Why a property renovation tax relief is coming under threat

Business Property Renovation Allowance shares a number of similarities with Enterprise Zone reliefs and has been utilised by a number of promoters of tax-efficient investment schemes

BUSINESS PROPERTY RENOVATION ALLOWANCE (BPRA) represents an accelerated form of capital allowance. Tax relief for BPRA is available for certain expenditure on the renovation of business property and is fully allowable in the year it is incurred.

Further losses in a property rental business may be set against a taxpayer’s general income and income tax relief for BPRA is not subject to the cap on income tax reliefs introduced in this year’s Finance Act.

As such, BPRA shares a number of similarities with Enterprise Zone reliefs and has been utilised by a number of promoters of tax-efficient investment schemes to establish investment funds most commonly involved in the conversion of office buildings to hotels.

Read more: BPRA explained

 

Government concerns

HMRC has become concerned that a number of BPRA investment opportunities contain features that they consider seek to exploit BPRA and make allowances available in circumstances the government did not intend.

In particular, HMRC are concerned that:

(i) Schemes have been designed to inflate the level of expenditure beyond that which should properly qualify for BPRA, including sums that effectively pay for rental guarantees or developers’ “super profits”.

(ii) The use of limited recourse finance may result in an investor being entitled to tax relief on an amount greater than his financial exposure to a project.

(iii) The construction arrangements enable allowances to be accelerated so that BPRA may be claimed on building works before the works are carried out or before the building becomes a qualifying building.

(iv) Partnerships or limited liability partnerships have been used as investment vehicles in a way which might allow the “streaming” of tax reliefs to one group of partners and taxable income to another.

HMRC has stated that it considers many of these tax-planning techniques do not achieve its intended results.

 

Expect restrictions

If you have invested in a scheme previously it is quite likely that your scheme will be reviewed by HMRC and the relief claimed will be restricted. Scheme promoters will, we would anticipate, be challenging the HMRC’s stance.  

What should you do as an investor?
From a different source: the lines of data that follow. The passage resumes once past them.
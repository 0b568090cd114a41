//! Configuration module for the Stratum deployment system.
//!
//! This module handles all configuration-related functionality:
//! - Parsing desired-state documents (YAML or JSON)
//! - Validating resource names, type tokens and references
//! - Workspace settings and the current environment

mod parser;
mod spec;
mod validator;
mod workspace;

pub use parser::{find_config_file, ConfigParser, DEFAULT_CONFIG_FILES};
pub use spec::{DesiredState, ResourceSpec};
pub use validator::{validate_env_name, ConfigValidator, ValidationError, ValidationResult};
pub use workspace::{Workspace, WorkspaceSettings, ENV_ENV_VAR, HOME_ENV_VAR};
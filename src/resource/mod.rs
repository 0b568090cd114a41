//! Resource model for the deployment engine.
//!
//! This module defines the property value tree that describes resource
//! state, resource identities, and the snapshots that group resources
//! into an environment.

mod property;
mod snapshot;
mod urn;

pub use property::{PropertyKey, PropertyMap, PropertyValue, ResourceRef, UnknownValue, REF_KEY, UNKNOWN_KEY};
pub use snapshot::{ResourceState, Snapshot};
pub use urn::{ResourceId, TypeToken, Urn};
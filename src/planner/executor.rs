//! Plan executor for applying deployment plans.
//!
//! Steps run strictly in plan order, one provider call at a time. Every
//! completed step is folded into a working checkpoint, which is returned even
//! when a step fails so the caller can persist what actually happened.

use std::collections::HashMap;
use tracing::{debug, error, info, warn};

use crate::error::{ApplyError, ProviderError, StratumError};
use crate::provider::{ProviderRegistry, ProviderResult};
use crate::resource::{ResourceId, ResourceState, Snapshot, Urn};

use super::diff::ObjectDiff;
use super::plan::{Plan, Step, StepOp};
use super::progress::{ApplyProgress, StepObserver};

/// Executor for deployment plans.
#[derive(Debug)]
pub struct PlanExecutor<'a> {
    /// Providers serving the plan's resource types.
    providers: &'a ProviderRegistry,
    /// Whether to keep applying steps after a failure.
    continue_on_error: bool,
}

/// Result of applying a plan.
#[derive(Debug)]
pub struct ApplyOutcome {
    /// Snapshot reflecting exactly the steps that completed.
    pub checkpoint: Snapshot,
    /// Counters and per-step states.
    pub progress: ApplyProgress,
    /// The first step failure, if any.
    pub error: Option<StratumError>,
}

/// Resource states as they evolve while steps complete.
struct Checkpoint {
    environment: String,
    base_order: Vec<Urn>,
    desired_order: Vec<Urn>,
    live: HashMap<Urn, ResourceState>,
}

impl<'a> PlanExecutor<'a> {
    /// Creates a new plan executor.
    #[must_use]
    pub const fn new(providers: &'a ProviderRegistry) -> Self {
        Self {
            providers,
            continue_on_error: false,
        }
    }

    /// Sets whether to continue on errors.
    #[must_use]
    pub const fn with_continue_on_error(mut self, continue_on_error: bool) -> Self {
        self.continue_on_error = continue_on_error;
        self
    }

    /// Applies a plan.
    ///
    /// Never fails as a whole: a step failure is reported in
    /// [`ApplyOutcome::error`] next to the checkpoint accumulated so far.
    pub async fn execute<O: StepObserver>(
        &self,
        plan: &Plan,
        mut progress: ApplyProgress,
        observer: &mut O,
    ) -> ApplyOutcome {
        info!(
            "Applying {} step(s) to environment '{}'",
            plan.len(),
            plan.environment()
        );

        let mut checkpoint = Checkpoint::new(plan);
        let mut first_error = None;

        for (index, step) in plan.steps().iter().enumerate() {
            progress.begin(index);
            observer.before(index, step);
            let result = self.apply_step(step, &mut checkpoint).await;
            observer.after(index, step, result.as_ref().map(|_| ()));

            match result {
                Ok(()) => progress.succeed(index, step.op),
                Err(e) => {
                    error!("Step #{} [{}] for {} failed: {e}", index + 1, step.op, step.urn);
                    progress.fail(index, e.status);
                    if first_error.is_none() {
                        first_error = Some(StratumError::from(ApplyError::StepFailed {
                            step: index + 1,
                            op: step.op,
                            urn: step.urn.clone(),
                            status: e.status,
                            message: e.message,
                        }));
                    }
                    if !self.continue_on_error {
                        warn!("Halting after failed step #{}", index + 1);
                        break;
                    }
                }
            }
        }

        ApplyOutcome {
            checkpoint: checkpoint.into_snapshot(),
            progress,
            error: first_error,
        }
    }

    /// Performs the provider call for one step and folds its result.
    async fn apply_step(&self, step: &Step, checkpoint: &mut Checkpoint) -> ProviderResult<()> {
        let provider = self
            .providers
            .provider_for(&step.type_token)
            .map_err(|e| ProviderError::recoverable(e.to_string()))?;

        match step.op {
            StepOp::Same => Ok(()),
            StepOp::Create | StepOp::ReplaceCreate => {
                let new = Self::desired(step)?;
                let id = provider.create(&step.type_token, &new.properties).await?;
                // The resource exists from here on, even if the read-back fails.
                checkpoint.put(new.clone().with_id(id.clone()));
                let outputs = provider
                    .get(&step.type_token, &id)
                    .await
                    .map_err(|e| Self::read_back_failed(step, &id, &e))?;
                checkpoint.put(ResourceState {
                    properties: outputs,
                    ..new.clone().with_id(id)
                });
                Ok(())
            }
            StepOp::Update => {
                let new = Self::desired(step)?;
                let old = step
                    .old
                    .as_ref()
                    .ok_or_else(|| ProviderError::recoverable("update step without prior state"))?;
                let id = Self::physical_id(step)?;
                let empty = ObjectDiff::default();
                let diff = step.diff.as_ref().unwrap_or(&empty);
                provider
                    .update(&step.type_token, id, &old.properties, &new.properties, diff)
                    .await?;
                checkpoint.put(new.clone().with_id(id.clone()));
                let outputs = provider
                    .get(&step.type_token, id)
                    .await
                    .map_err(|e| Self::read_back_failed(step, id, &e))?;
                checkpoint.put(ResourceState {
                    properties: outputs,
                    ..new.clone().with_id(id.clone())
                });
                Ok(())
            }
            StepOp::Delete | StepOp::ReplaceDelete => {
                let Some(id) = step.old.as_ref().and_then(|o| o.id.as_ref()) else {
                    debug!("No resource ID recorded for {}, considering delete successful", step.urn);
                    checkpoint.remove(&step.urn, None);
                    return Ok(());
                };
                provider.delete(&step.type_token, id).await.map_err(|e| {
                    warn!("{} ({id}) may still exist after failed {}", step.urn, step.op);
                    ProviderError {
                        message: format!("{} (resource ID {id})", e.message),
                        status: e.status,
                    }
                })?;
                checkpoint.remove(&step.urn, Some(id));
                Ok(())
            }
        }
    }

    /// The provider call itself succeeded, so the resource is in the state
    /// it asked for. Only the fresh outputs are missing.
    fn read_back_failed(step: &Step, id: &ResourceId, e: &ProviderError) -> ProviderError {
        warn!("Read-back of {} ({id}) failed: {}", step.urn, e.message);
        ProviderError::recoverable(format!("read-back of {id} failed: {}", e.message))
    }

    fn desired(step: &Step) -> ProviderResult<&ResourceState> {
        step.new
            .as_ref()
            .ok_or_else(|| ProviderError::recoverable(format!("{} step without desired state", step.op)))
    }

    fn physical_id(step: &Step) -> ProviderResult<&ResourceId> {
        step.old
            .as_ref()
            .and_then(|o| o.id.as_ref())
            .ok_or_else(|| ProviderError::recoverable(format!("no resource ID recorded for {}", step.urn)))
    }
}

impl Checkpoint {
    fn new(plan: &Plan) -> Self {
        let base = plan.base();
        Self {
            environment: plan.environment().to_string(),
            base_order: base.resources.iter().map(|r| r.urn.clone()).collect(),
            desired_order: plan.desired_order().to_vec(),
            live: base
                .resources
                .iter()
                .map(|r| (r.urn.clone(), r.clone()))
                .collect(),
        }
    }

    fn put(&mut self, state: ResourceState) {
        self.live.insert(state.urn.clone(), state);
    }

    /// Drops a resource. With an ID, only the entry carrying that ID is
    /// dropped, so deleting the old half of a replacement keeps the new one.
    fn remove(&mut self, urn: &Urn, id: Option<&ResourceId>) {
        let matches = self
            .live
            .get(urn)
            .is_some_and(|r| id.is_none() || r.id.as_ref() == id);
        if matches {
            self.live.remove(urn);
        }
    }

    /// Desired resources first, in dependency order, then any old resource
    /// that is still live.
    fn into_snapshot(mut self) -> Snapshot {
        let mut resources = Vec::with_capacity(self.live.len());
        for urn in self.desired_order.iter().chain(self.base_order.iter()) {
            if let Some(state) = self.live.remove(urn) {
                resources.push(state);
            }
        }
        Snapshot::new(self.environment, resources)
    }
}

impl ApplyOutcome {
    /// Returns true if every executed step succeeded.
    #[must_use]
    pub const fn is_success(&self) -> bool {
        self.error.is_none()
    }
}

impl std::fmt::Display for ApplyOutcome {
    fn fmt(&self, f: &mut std::fmt::Formatter<'_>) -> std::fmt::Result {
        write!(
            f,
            "Applied {} step(s), {} failed",
            self.progress.steps(),
            self.progress.failed()
        )
    }
}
There is very little you can do other than to make sure, probably through your IFA, that the scheme promoter is totally on top of the situation and that you are kept informed of progress. It would be prudent, however, to assume that some of your claim will be disallowed and to plan accordingly.

What about new investors looking at schemes offered in the period running up to the end of the 2013/14 tax year? Should you steer well clear of them or are they still worth considering? In our opinion, well-structured schemes that are based on a sound property investment and take account of the concerns raised by HMRC remain worthy of consideration for tax payers who wish to find suitable shelters. 

The key will be to select a scheme or schemes from well-regarded providers and to satisfy yourself (if necessary, by taking independent advice) that they have been structured to take account of the issues raised in the HMRC Technical Note issued on 18 July 2013.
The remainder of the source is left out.